------- Comment #23 from mikpe at it dot uu dot se  2010-03-19 23:20 -------
While working on another debugging patch I noticed something that I think might
explain the libjava regressions, especially the stack trace ones.

The binutils change breaks _Unwind_GetRegionStart().

Example: We have three functions, f1() starts at address 100 and is 20 bytes,
f2() starts at address 120 and is 10 bytes, and f3() starts at address 130.
f1() and f2() got the same inlined unwind table data U1, while f3() got some
different unwind table data U3.

A pre-binutils-2.20 .ARM.exidx table for this program would be

[0] = { 100, U1 }, [1] = { 120, U1 }, [2] = { 130, U3 }, ...

binutils-2.20 and later merge entry [1] with entry [0] since they are adjacent
and have the same unwind table data, producing a final .ARM.exidx table:

[0] = { 100, U1 }, [1] = { 130, U3 }, ...
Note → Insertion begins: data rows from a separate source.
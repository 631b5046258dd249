use super::status_of;
use crate::models::{LunarConversion, LunarDate, UserInfo};
use crate::services::providers::{generate_with_deadline, ImageAttachment};
use crate::services::{calendar, metrics, prompts, StagedUpload};
use crate::startup::AppState;
use axum::{
    body::Bytes,
    extract::{multipart::MultipartError, Multipart, State},
    http::StatusCode,
    Json,
};
use serde::{Deserialize, Serialize};
use service_core::error::AppError;

const SUBMIT_FAILURE: &str = "Đã xảy ra lỗi khi xử lý yêu cầu";

/// Multipart field carrying the chart image.
pub const IMAGE_FIELD: &str = "tuviImage";

#[derive(Debug, Serialize, Deserialize)]
#[serde(rename_all = "camelCase")]
pub struct SubmitResponse {
    pub message: String,
    /// Model output, passed through verbatim.
    pub analysis: String,
    pub lunar_date: String,
    pub solar_date: String,
    pub birth_time: String,
    pub name: String,
}

struct UploadedImage {
    file_name: Option<String>,
    mime_type: String,
    bytes: Bytes,
}

#[derive(Default)]
struct ChartForm {
    name: Option<String>,
    birth_date: Option<String>,
    birth_time: Option<String>,
    images: Vec<UploadedImage>,
}

/// `POST /submit` (multipart: `name`, `birthDate`, `birthTime`, `tuviImage`)
#[tracing::instrument(skip(state, multipart))]
pub async fn submit(
    State(state): State<AppState>,
    multipart: Multipart,
) -> Result<Json<SubmitResponse>, AppError> {
    let result = handle_submission(&state, multipart).await;
    metrics::record_request("submit", status_of(&result));
    result.map(Json)
}

async fn handle_submission(
    state: &AppState,
    multipart: Multipart,
) -> Result<SubmitResponse, AppError> {
    let mut form = read_form(multipart).await?;

    let image = match form.images.len() {
        0 => return Err(AppError::bad_request("No image uploaded")),
        1 => form.images.remove(0),
        _ => return Err(AppError::bad_request("Only one image can be uploaded")),
    };

    let user = UserInfo {
        name: required(form.name, "name")?,
        birth_date: required(form.birth_date, "birthDate")?,
        birth_time: required(form.birth_time, "birthTime")?,
    };

    let staged = state
        .staging
        .stage(&image.bytes, image.file_name.as_deref(), &image.mime_type)
        .await
        .map_err(|e| AppError::upstream(SUBMIT_FAILURE, e))?;
    drop(image);

    let outcome = analyze_chart(state, &user, &staged).await;
    staged.discard().await;
    let (analysis, lunar) = outcome?;

    Ok(SubmitResponse {
        message: "Success".to_string(),
        analysis,
        lunar_date: lunar.to_string(),
        solar_date: user.birth_date,
        birth_time: user.birth_time,
        name: user.name,
    })
}

async fn analyze_chart(
    state: &AppState,
    user: &UserInfo,
    staged: &StagedUpload,
) -> Result<(String, LunarDate), AppError> {
    let conversion = calendar::solar_to_lunar(&user.birth_date);
    if let LunarConversion::Fallback { reason, .. } = conversion {
        metrics::record_lunar_fallback();
        tracing::warn!(
            birth_date = %user.birth_date,
            reason = %reason,
            "Lunar conversion fell back to the solar date"
        );
    }
    let lunar = conversion.lunar();

    let prompt = prompts::compose_chart_analysis_prompt(user, &lunar);
    let image = ImageAttachment {
        bytes: staged
            .read()
            .await
            .map_err(|e| AppError::upstream(SUBMIT_FAILURE, e))?,
        mime_type: staged.mime_type().to_string(),
    };

    tracing::info!(
        lunar_date = %lunar,
        image_bytes = image.bytes.len(),
        mime_type = %image.mime_type,
        "Analyzing chart"
    );

    let response = generate_with_deadline(
        state.text_provider.as_ref(),
        "submit",
        &prompt,
        Some(&image),
        state.config.provider.timeout(),
        &state.shutdown,
    )
    .await
    .map_err(|e| AppError::upstream(SUBMIT_FAILURE, e))?;

    Ok((response.text, lunar))
}

async fn read_form(mut multipart: Multipart) -> Result<ChartForm, AppError> {
    let mut form = ChartForm::default();

    while let Some(field) = multipart.next_field().await.map_err(multipart_error)? {
        let field_name = field.name().map(str::to_owned);

        match field_name.as_deref() {
            Some("name") => form.name = Some(field.text().await.map_err(multipart_error)?),
            Some("birthDate") => form.birth_date = Some(field.text().await.map_err(multipart_error)?),
            Some("birthTime") => form.birth_time = Some(field.text().await.map_err(multipart_error)?),
            Some(IMAGE_FIELD) => {
                let file_name = field.file_name().map(str::to_owned);
                let mime_type = field
                    .content_type()
                    .unwrap_or("application/octet-stream")
                    .to_string();
                let bytes = field.bytes().await.map_err(multipart_error)?;

                // Browsers send an empty, unnamed part when no file was chosen.
                if bytes.is_empty() && file_name.as_deref().unwrap_or_default().is_empty() {
                    continue;
                }

                form.images.push(UploadedImage {
                    file_name,
                    mime_type,
                    bytes,
                });
            }
            other => {
                tracing::debug!(field = ?other, "Ignoring unknown multipart field");
            }
        }
    }

    Ok(form)
}

fn required(value: Option<String>, field: &str) -> Result<String, AppError> {
    value.ok_or_else(|| AppError::bad_request(format!("Missing required field: {}", field)))
}

fn multipart_error(e: MultipartError) -> AppError {
    if e.status() == StatusCode::PAYLOAD_TOO_LARGE {
        AppError::PayloadTooLarge(e.body_text())
    } else {
        AppError::bad_request(format!("Failed to read multipart field: {}", e.body_text()))
    }
}
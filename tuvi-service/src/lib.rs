//! Tử vi chart analysis and trigram reading backend.
//!
//! Birth data and a chart image come in over HTTP, the birth date is
//! converted to the Vietnamese lunar calendar, and a Vietnamese prompt is
//! forwarded to Gemini whose reply is returned as-is.

pub mod config;
pub mod handlers;
pub mod models;
pub mod services;
pub mod startup;

pub use startup::AppState;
So an exception in or unwind through f2() will now return { 100, U1 } rather
than { 120, U1 }.

The first thing that happens with the found table entry is that the function
start address is stashed away (unwind-arm.c:get_eit_entry(), the assignment to
ucbp->pr_cache.fnstart). Then __gnu_unwind_pr_common() uses fnstart while
interpreting the unwind table data; I haven't studied that code but since
libstdc++ test cases don't regress I assume the incorrect fnstart doesn't
matter for inlined unwind table data.

However, pr-support.c:_Unwind_GetRegionStart() also uses fnstart, so users of
_Unwind_GetRegionStart() will see f1() not f2() for exceptions in or unwinds
through f2(). In particular, libjava/stacktrace.cc looks like it will construct
bogus stack traces (see its uses of 'start_ip').